The advantage of this would be that instead of doing a strict conditional check for groups, we could associate groups probabilistically with the patterns. So for incorrectly classified images, we can get an idea of where on the 17-group spectrum the correlation scores lie. If they yield the correct group with a high probability, we can use that result, allowing that margin in score finding. However, if the correct group is detected with a lower probability, we have to conclude that there is some other problem: either the image has been hand-classified wrong, a bad lattice or tile is used, or the color information of the image is not sharp enough to allow comparison. On the other hand, even for correctly classified images, noting a probabilistic range of classifications might yield some interesting conclusions about transitions and hierarchies among wallpaer groups in graphics.
I decided to keep that in mind but work on it later, and turned my attention to James's code on testure irregularity correction. I wrote some functions that would adapt his extracted 'texton' into a median tile, for symmetry classification after straightening.
Wednesday, the 20th:
Back to clustering: I examined the results for images that were constantly failing, and adjusted the k-means and separation threshold a little. It's a little better, but there are still images where the decision is not correct. While I was at it, I looked through the glide reflection group image results, and realized that a lot of the scores were missing classification by a very small mark, so I relaxed the glide score threshold from (0.45, 0.55) to (0.4, 0.6)... fortunately, no false positives resulted from that.
Besides fuzzy clustering, I'm wondering if it would be a good idea to do some sort of learning-based classification -- that is, rather than dividing the scores, construct a training set of scores and associated (hand-classified) groups, and see if a decision tree can be constructed.
I just realized that in the old main function, one of the loops had, for some reason, an unnecessary nested one that made the program run n times on each file for a directory of size n. This was why the program had been running so slowly in the past -- it was iterating over the same files a great many times.
I ran all images overnight again after all tweaks, for what I hope is the final time for this stage.
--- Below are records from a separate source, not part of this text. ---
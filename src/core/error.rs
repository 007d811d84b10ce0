//! Error types and handling for the relay.
//!
//! This module defines a unified error type that can represent errors from
//! all domains and external dependencies, providing consistent error handling
//! across the entire application.

use thiserror::Error;

/// A specialized Result type for relay operations.
pub type Result<T> = std::result::Result<T, Error>;

/// Unified error type for the relay.
#[derive(Debug, Error)]
pub enum Error {
    /// Error originating from the narrative domain.
    #[error("Narrative error: {0}")]
    Narrative(#[from] crate::domains::narrative::NarrativeError),

    /// Error originating from the completion domain.
    #[error("Completion error: {0}")]
    Completion(#[from] crate::domains::completion::CompletionError),

    /// Configuration-related errors.
    #[error("Configuration error: {0}")]
    Config(String),

    /// Failed to bind the HTTP listener.
    #[error("Failed to bind to {address}: {source}")]
    Bind {
        address: String,
        #[source]
        source: std::io::Error,
    },

    /// I/O errors from network communication.
    #[error("I/O error: {0}")]
    Io(#[from] std::io::Error),

    /// JSON serialization/deserialization errors.
    #[error("JSON error: {0}")]
    Json(#[from] serde_json::Error),

    /// Internal server errors that should not occur under normal operation.
    #[error("Internal error: {0}")]
    Internal(String),
}

impl Error {
    /// Create a new configuration error.
    pub fn config(msg: impl Into<String>) -> Self {
        Self::Config(msg.into())
    }

    /// Create a bind error.
    pub fn bind(address: impl Into<String>, source: std::io::Error) -> Self {
        Self::Bind {
            address: address.into(),
            source,
        }
    }

    /// Create a new internal error.
    pub fn internal(msg: impl Into<String>) -> Self {
        Self::Internal(msg.into())
    }
}
//! Uploaded files and format detection.

use crate::error::{Result, ResultExt as _, SweeperError};
use serde::{Deserialize, Serialize};
use std::fmt;
use std::path::Path;
use std::str::FromStr;

/// A file handed to the pipeline by the presentation layer.
#[derive(Clone)]
pub struct UploadedFile {
    name: String,
    bytes: Vec<u8>,
}

impl UploadedFile {
    pub fn new(name: impl Into<String>, bytes: impl Into<Vec<u8>>) -> Self {
        Self {
            name: name.into(),
            bytes: bytes.into(),
        }
    }

    /// Read a file from disk, keeping only its file name as the display name.
    pub fn from_path(path: impl AsRef<Path>) -> Result<Self> {
        let path = path.as_ref();
        let name = path
            .file_name()
            .map(|n| n.to_string_lossy().into_owned())
            .ok_or_else(|| SweeperError::Other(format!("Not a file: {}", path.display())))?;
        let bytes =
            std::fs::read(path).with_context(|| format!("Failed to read {}", path.display()))?;
        Ok(Self::new(name, bytes))
    }

    pub fn name(&self) -> &str {
        &self.name
    }

    pub fn bytes(&self) -> &[u8] {
        &self.bytes
    }

    /// Lower-cased suffix after the last dot, without the dot.
    ///
    /// Empty when the name has no extension. A leading dot (`.csv`) is a
    /// hidden file name, not an extension.
    pub fn extension(&self) -> String {
        lowercase_extension(&self.name)
    }

    pub fn detect_format(&self) -> Result<FileFormat> {
        FileFormat::detect(&self.name)
    }
}

fn lowercase_extension(file_name: &str) -> String {
    Path::new(file_name)
        .extension()
        .and_then(|s| s.to_str())
        .unwrap_or("")
        .to_lowercase()
}

impl fmt::Debug for UploadedFile {
    fn fmt(&self, f: &mut fmt::Formatter<'_>) -> fmt::Result {
        f.debug_struct("UploadedFile")
            .field("name", &self.name)
            .field("len", &self.bytes.len())
            .finish()
    }
}

/// Tabular formats the pipeline can read and export to.
#[derive(Debug, Clone, Copy, PartialEq, Eq, Default, Serialize, Deserialize)]
#[serde(rename_all = "lowercase")]
pub enum FileFormat {
    #[default]
    Csv,
    #[serde(alias = "excel")]
    Xlsx,
}

impl FileFormat {
    /// Detect the format of a file from its name, case-insensitively.
    pub fn detect(file_name: &str) -> Result<Self> {
        let extension = lowercase_extension(file_name);
        match extension.as_str() {
            "csv" => Ok(Self::Csv),
            "xlsx" => Ok(Self::Xlsx),
            _ => Err(SweeperError::UnsupportedFormat {
                file: file_name.to_owned(),
                extension,
            }),
        }
    }

    pub fn extension(self) -> &'static str {
        match self {
            Self::Csv => "csv",
            Self::Xlsx => "xlsx",
        }
    }

    /// Name shown to users when choosing an export format.
    pub fn label(self) -> &'static str {
        match self {
            Self::Csv => "CSV",
            Self::Xlsx => "Excel",
        }
    }

    pub fn mime_type(self) -> &'static str {
        match self {
            Self::Csv => "text/csv",
            Self::Xlsx => "application/vnd.openxmlformats-officedocument.spreadsheetml.sheet",
        }
    }
}

impl FromStr for FileFormat {
    type Err = SweeperError;

    /// Accepts the extension or the user-facing label, case-insensitively.
    fn from_str(s: &str) -> Result<Self> {
        match s.trim().to_lowercase().as_str() {
            "csv" => Ok(Self::Csv),
            "xlsx" | "excel" => Ok(Self::Xlsx),
            other => Err(SweeperError::Config(format!(
                "Unknown target format '{other}', expected CSV or Excel"
            ))),
        }
    }
}

impl fmt::Display for FileFormat {
    fn fmt(&self, f: &mut fmt::Formatter<'_>) -> fmt::Result {
        f.write_str(self.extension())
    }
}
//! Logging setup for the command-line front end.
//!
//! Logs always go to stderr, so stdout stays clean for previews and chart
//! JSON. File logging is opt-in and rotates daily in the platform data
//! directory, keeping 10 files.
//!
//! ```no_run
//! use datasweeper::logging::{self, LoggingOptions};
//!
//! logging::init(&LoggingOptions::default())?;
//! tracing::info!("App started");
//! # Ok::<(), anyhow::Error>(())
//! ```

use anyhow::{Context as _, Result};
use std::path::PathBuf;
use tracing_appender::rolling::{RollingFileAppender, Rotation};
use tracing_subscriber::{EnvFilter, fmt, layer::SubscriberExt as _, util::SubscriberInitExt as _};

#[derive(Debug, Clone, Default)]
pub struct LoggingOptions {
    /// Filter used when `RUST_LOG` is unset; `info` when `None`
    pub default_filter: Option<String>,
    /// Also write to rolling files under [`log_dir`]
    pub log_to_file: bool,
}

/// Gets the log directory path based on platform conventions
///
/// Returns:
/// - Windows: `%APPDATA%/datasweeper/logs`
/// - macOS: `~/Library/Application Support/datasweeper/logs`
/// - Linux: `~/.local/share/datasweeper/logs`
pub fn log_dir() -> Result<PathBuf> {
    let base_dir = dirs::data_dir().context("Failed to determine data directory")?;
    Ok(base_dir.join("datasweeper").join("logs"))
}

fn env_filter(options: &LoggingOptions) -> Result<EnvFilter> {
    let fallback = options.default_filter.as_deref().unwrap_or("info");
    EnvFilter::try_from_default_env()
        .or_else(|_| EnvFilter::try_new(fallback))
        .context("Failed to create env filter")
}

fn file_appender() -> Result<(RollingFileAppender, PathBuf)> {
    let dir = log_dir()?;
    std::fs::create_dir_all(&dir)
        .with_context(|| format!("Failed to create log directory: {}", dir.display()))?;

    let appender = RollingFileAppender::builder()
        .rotation(Rotation::DAILY)
        .max_log_files(10)
        .filename_prefix("datasweeper")
        .filename_suffix("log")
        .build(&dir)
        .context("Failed to create log file appender")?;
    Ok((appender, dir))
}

/// Install the global subscriber. Call once at startup.
///
/// # Errors
///
/// Returns error if the filter is invalid, the log directory cannot be
/// created, or a subscriber is already installed.
pub fn init(options: &LoggingOptions) -> Result<()> {
    let console_layer = fmt::layer()
        .with_target(false)
        .with_writer(std::io::stderr);

    let (file_layer, dir) = if options.log_to_file {
        let (appender, dir) = file_appender()?;
        let layer = fmt::layer()
            .with_target(true)
            .with_line_number(true)
            .with_file(true)
            .with_ansi(false)
            .with_writer(appender);
        (Some(layer), Some(dir))
    } else {
        (None, None)
    };

    tracing_subscriber::registry()
        .with(env_filter(options)?)
        .with(console_layer)
        .with(file_layer)
        .try_init()
        .context("Failed to install tracing subscriber")?;

    if let Some(dir) = dir {
        tracing::debug!("Logging to {}", dir.display());
    }
    Ok(())
}

#[cfg(test)]
mod tests {
    use super::*;

    #[test]
    fn test_log_dir_is_app_scoped() {
        let Ok(dir) = log_dir() else {
            // no data directory in this environment
            return;
        };
        assert!(dir.ends_with("datasweeper/logs"));
    }

    #[test]
    fn test_default_filter_override() {
        let options = LoggingOptions {
            default_filter: Some("datasweeper=debug,warn".to_owned()),
            log_to_file: false,
        };
        assert!(env_filter(&options).is_ok());
        assert!(env_filter(&LoggingOptions::default()).is_ok());
    }
}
Thursday, the 21st and Friday, the 22nd:
Tabulated the results from Wednesday. I e-mailed my mentor about the correlation score issues, and she suggested that I record the scores, to see if there's a connection between the group type and the distribution. I'm not sure if this is related to my learning idea, or if not, how exactly it could shed light on the shortcomings... but I decided to record it anyway, and work with it next week. She also suggested thinking of alternate ways of computing the correlation score to improve the relative distances, which I'll try to implement soon.
Meanwhile, I also searched online for images with possible global non-linear transformations to use for the later part of my work, and continued to work with the deformation straightening code, mainly fixing syntactic and technical bugs.
Saturday, the 23rd and Sunday, the 24th:
I mostly worked at straightening out the database with the results, and read up a little more on pattern recognition and neural networks, hoping to find something useful for the correlation problem. On the non-work side, I got to see the Pittsburgh Symphony Orchestra play the Lord of the Rings score, which was great, and caught a live rock show at the 'Quiet Storm Cafe', with some bands from Pittsburgh and New York City... it was some of the best live music I've heard in a while.
Week 6 (July 25 - 29):
Monday, the 25th:
I started looking at the individual score records, and realized that about half the failed classifications were simply a result of incorrect clustering due to ambiguous distributions. The others had a more basic problem with the symmetry score finding -- transformations with symmetries might show higher scores than those without and vice versa. So it might be necessary to tackle this problem first before the clustering one.
The present method just uses a sum of squared differences method. I began by implementing a chamfer matching since I was dissatisfied with the previous edge image scores anyway; I felt that even if it didn't work out as a general method, it would help in the area of edge image symmetry detection. Unfortunately, a naive chamfer matching involves computing the distance between each pixel from one image to every pixel on the other, which is obviously extremely time inefficient. But I let it run on a couple of images with previously unsatisfactory edge symmtry scores anyway, just to see what the results would look like. While it was running, I thought about ways to make it faster.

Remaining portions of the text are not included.